PROVIDED DATA
──────

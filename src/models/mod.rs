//! Data models and types for the application.
//!
//! Contains domain types for:
//! - [`Category`], [`CategoryInfo`] - Static format catalog
//! - [`FileDescriptor`], [`ConversionResult`] - Conversion session data
//! - [`Route`] - Hash-based navigation
//! - [`Theme`] - UI theme preference

mod catalog;
mod file;
mod route;
mod theme;

pub use catalog::{Category, CategoryInfo};
pub use file::{ConversionResult, FileDescriptor, extension_of};
pub use route::Route;
pub use theme::Theme;
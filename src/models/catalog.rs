//! Static format catalog.
//!
//! Six fixed file-kind categories, each with display metadata and the
//! set of extensions it recognizes. Declaration order is significant:
//! extension lookup scans categories in this order and the first match
//! wins, so ambiguous extensions resolve to the earliest category.

use std::fmt;

use serde::{Deserialize, Serialize};

/// One of the six fixed file-kind groupings.
#[derive(Clone, Copy, Debug, PartialEq, Eq, Hash, Serialize, Deserialize)]
#[serde(try_from = "String", into = "String")]
pub enum Category {
    Images,
    Videos,
    Audio,
    Documents,
    Archives,
    ThreeD,
}

/// Display metadata and recognized extensions for a category.
pub struct CategoryInfo {
    /// Human-readable display name.
    pub name: &'static str,
    /// Emoji glyph used where no themed icon is rendered.
    pub glyph: &'static str,
    /// Recognized extensions, lowercase, no leading dot.
    pub formats: &'static [&'static str],
    /// CSS gradient token for category cards.
    pub color: &'static str,
}

const IMAGES: CategoryInfo = CategoryInfo {
    name: "Images",
    glyph: "🖼️",
    formats: &[
        "jpg", "jpeg", "png", "webp", "bmp", "gif", "svg", "tiff", "heic", "avif", "raw", "cr2",
        "nef", "dng", "ico", "jfif",
    ],
    color: "from-blue-500 to-cyan-500",
};

const VIDEOS: CategoryInfo = CategoryInfo {
    name: "Videos",
    glyph: "🎬",
    formats: &[
        "mp4", "mkv", "mov", "avi", "mpeg", "mpg", "webm", "m4v", "flv", "wmv", "3gp", "ogv", "ts",
    ],
    color: "from-purple-500 to-pink-500",
};

const AUDIO: CategoryInfo = CategoryInfo {
    name: "Audio",
    glyph: "🎵",
    formats: &[
        "mp3", "wav", "aac", "flac", "ogg", "m4a", "opus", "wma", "amr", "aiff", "midi", "pcm",
    ],
    color: "from-green-500 to-emerald-500",
};

const DOCUMENTS: CategoryInfo = CategoryInfo {
    name: "Documents",
    glyph: "📄",
    formats: &[
        "pdf", "doc", "docx", "txt", "rtf", "odt", "ppt", "pptx", "xls", "xlsx", "epub", "mobi",
        "csv", "md",
    ],
    color: "from-orange-500 to-red-500",
};

const ARCHIVES: CategoryInfo = CategoryInfo {
    name: "Archives",
    glyph: "📦",
    formats: &["zip", "rar", "7z", "tar", "gz", "bz2", "iso"],
    color: "from-yellow-500 to-amber-500",
};

const THREE_D: CategoryInfo = CategoryInfo {
    name: "3D / CAD",
    glyph: "🎮",
    formats: &["obj", "stl", "fbx", "gltf", "step", "dwg", "dxf"],
    color: "from-indigo-500 to-violet-500",
};

impl Category {
    /// All categories in declaration (lookup) order.
    pub const ALL: [Category; 6] = [
        Category::Images,
        Category::Videos,
        Category::Audio,
        Category::Documents,
        Category::Archives,
        Category::ThreeD,
    ];

    /// Catalog entry for this category.
    pub fn info(self) -> &'static CategoryInfo {
        match self {
            Category::Images => &IMAGES,
            Category::Videos => &VIDEOS,
            Category::Audio => &AUDIO,
            Category::Documents => &DOCUMENTS,
            Category::Archives => &ARCHIVES,
            Category::ThreeD => &THREE_D,
        }
    }

    /// Stable string key used in routes and storage (`"images"`, .., `"3d"`).
    pub fn key(self) -> &'static str {
        match self {
            Category::Images => "images",
            Category::Videos => "videos",
            Category::Audio => "audio",
            Category::Documents => "documents",
            Category::Archives => "archives",
            Category::ThreeD => "3d",
        }
    }

    /// Parse a string key back into a category.
    pub fn from_key(key: &str) -> Option<Category> {
        Category::ALL.into_iter().find(|c| c.key() == key)
    }
}

impl fmt::Display for Category {
    fn fmt(&self, f: &mut fmt::Formatter<'_>) -> fmt::Result {
        f.write_str(self.info().name)
    }
}

impl TryFrom<String> for Category {
    type Error = String;

    fn try_from(value: String) -> Result<Self, Self::Error> {
        Category::from_key(&value).ok_or_else(|| format!("unknown category key: {value}"))
    }
}

impl From<Category> for String {
    fn from(value: Category) -> Self {
        value.key().to_string()
    }
}

#[cfg(test)]
mod tests {
    use super::*;

    #[test]
    fn test_key_round_trip() {
        for category in Category::ALL {
            assert_eq!(Category::from_key(category.key()), Some(category));
        }
        assert_eq!(Category::from_key("unknown"), None);
    }

    #[test]
    fn test_catalog_is_populated() {
        for category in Category::ALL {
            let info = category.info();
            assert!(!info.name.is_empty());
            assert!(!info.formats.is_empty());
            assert!(!info.color.is_empty());
        }
    }

    #[test]
    fn test_extensions_are_normalized() {
        for category in Category::ALL {
            for ext in category.info().formats {
                assert_eq!(*ext, ext.to_lowercase(), "{ext} is not lowercase");
                assert!(!ext.starts_with('.'), "{ext} carries a leading dot");
            }
        }
    }

    #[test]
    fn test_display_names() {
        assert_eq!(Category::Images.to_string(), "Images");
        assert_eq!(Category::ThreeD.to_string(), "3D / CAD");
    }
}
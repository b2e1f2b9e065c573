//! Simulated conversion runner.
//!
//! Stands in for a real transcoding engine: no bytes are decoded or
//! encoded. The runner paces a monotonic 0..=100 progress sequence with
//! a fixed delay per step, then fabricates a result descriptor whose
//! name swaps the extension and whose size is the input scaled by a
//! fixed factor. The download URL wraps the original in-memory file
//! object when one is still held.

use std::sync::Arc;
use std::sync::atomic::{AtomicBool, Ordering};

use gloo_timers::future::TimeoutFuture;

use crate::config::conversion::{PROGRESS_STEPS, SIZE_SCALE, STEP_DELAY_MS};
use crate::core::ConvertError;
use crate::models::{ConversionResult, FileDescriptor};

/// Cooperative cancellation flag for an in-flight run.
///
/// The runner checks the token at every step boundary; the Converting
/// view cancels it on unmount so a run abandoned by navigation stops
/// ticking instead of finishing invisibly in the background.
#[derive(Clone, Default)]
pub struct CancelToken(Arc<AtomicBool>);

impl CancelToken {
    pub fn new() -> Self {
        Self::default()
    }

    pub fn cancel(&self) {
        self.0.store(true, Ordering::Relaxed);
    }

    pub fn is_cancelled(&self) -> bool {
        self.0.load(Ordering::Relaxed)
    }
}

/// Run the simulated conversion.
///
/// Emits progress integers 0..=100 in strictly increasing order, one
/// per ~[`STEP_DELAY_MS`] tick, suspending between steps so the UI
/// stays responsive. Returns `Ok(None)` if the token was cancelled
/// mid-run; a cancelled run produces no result.
///
/// `handle` is the live browser file object; without it (e.g. the page
/// was reloaded and only metadata survived) the result carries no
/// download URL.
pub async fn run(
    descriptor: &FileDescriptor,
    handle: Option<&web_sys::File>,
    output_format: &str,
    token: &CancelToken,
    mut on_progress: impl FnMut(u8),
) -> Result<Option<ConversionResult>, ConvertError> {
    for step in 0..=PROGRESS_STEPS {
        TimeoutFuture::new(STEP_DELAY_MS).await;
        if token.is_cancelled() {
            return Ok(None);
        }
        on_progress(step);
    }

    let download_url = match handle {
        Some(file) => Some(
            web_sys::Url::create_object_url_with_blob(file)
                .map_err(|e| ConvertError::ObjectUrl(format!("{e:?}")))?,
        ),
        None => None,
    };

    Ok(Some(ConversionResult {
        file_name: output_file_name(&descriptor.name, output_format),
        file_size: scaled_size(descriptor.size),
        download_url,
    }))
}

/// Replace the extension of `name` with `output_format`.
///
/// A name without an extension is left unchanged, matching the
/// permissive suffix-swap the rest of the app assumes.
pub fn output_file_name(name: &str, output_format: &str) -> String {
    match name.rsplit_once('.') {
        Some((stem, ext)) if !stem.is_empty() && !ext.is_empty() => {
            format!("{stem}.{output_format}")
        }
        _ => name.to_string(),
    }
}

/// Placeholder output size: the input scaled by [`SIZE_SCALE`], rounded
/// to whole bytes.
pub fn scaled_size(input_size: u64) -> u64 {
    (input_size as f64 * SIZE_SCALE).round() as u64
}

#[cfg(test)]
mod tests {
    use super::*;

    #[test]
    fn test_output_file_name_swaps_extension() {
        assert_eq!(output_file_name("photo.png", "webp"), "photo.webp");
        assert_eq!(output_file_name("movie.mkv", "mp3"), "movie.mp3");
        assert_eq!(output_file_name("archive.tar.gz", "zip"), "archive.tar.zip");
    }

    #[test]
    fn test_output_file_name_without_extension_is_unchanged() {
        assert_eq!(output_file_name("README", "pdf"), "README");
        // Dotfiles have no extension to swap.
        assert_eq!(output_file_name(".profile", "txt"), ".profile");
    }

    #[test]
    fn test_scaled_size() {
        assert_eq!(scaled_size(1000), 900);
        assert_eq!(scaled_size(0), 0);
        // 5 * 0.9 = 4.5 rounds away from zero.
        assert_eq!(scaled_size(5), 5);
        assert_eq!(scaled_size(1_048_576), 943_718);
    }

    #[test]
    fn test_cancel_token() {
        let token = CancelToken::new();
        assert!(!token.is_cancelled());

        let shared = token.clone();
        shared.cancel();
        assert!(token.is_cancelled());
    }
}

──────

WORK ITEM
Every line from the start of the material above through the line that contains "pub use theme::Theme;" must be written out exactly, with both ends included.

ANSWER SPACE
filename src/models/mod.rs
//! Data models and types for the application.
//!
//! Contains domain types for:
//! - [`Category`], [`CategoryInfo`] - Static format catalog
//! - [`FileDescriptor`], [`ConversionResult`] - Conversion session data
//! - [`Route`] - Hash-based navigation
//! - [`Theme`] - UI theme preference

mod catalog;
mod file;
mod route;
mod theme;

pub use catalog::{Category, CategoryInfo};
pub use file::{ConversionResult, FileDescriptor, extension_of};
pub use route::Route;
pub use theme::Theme;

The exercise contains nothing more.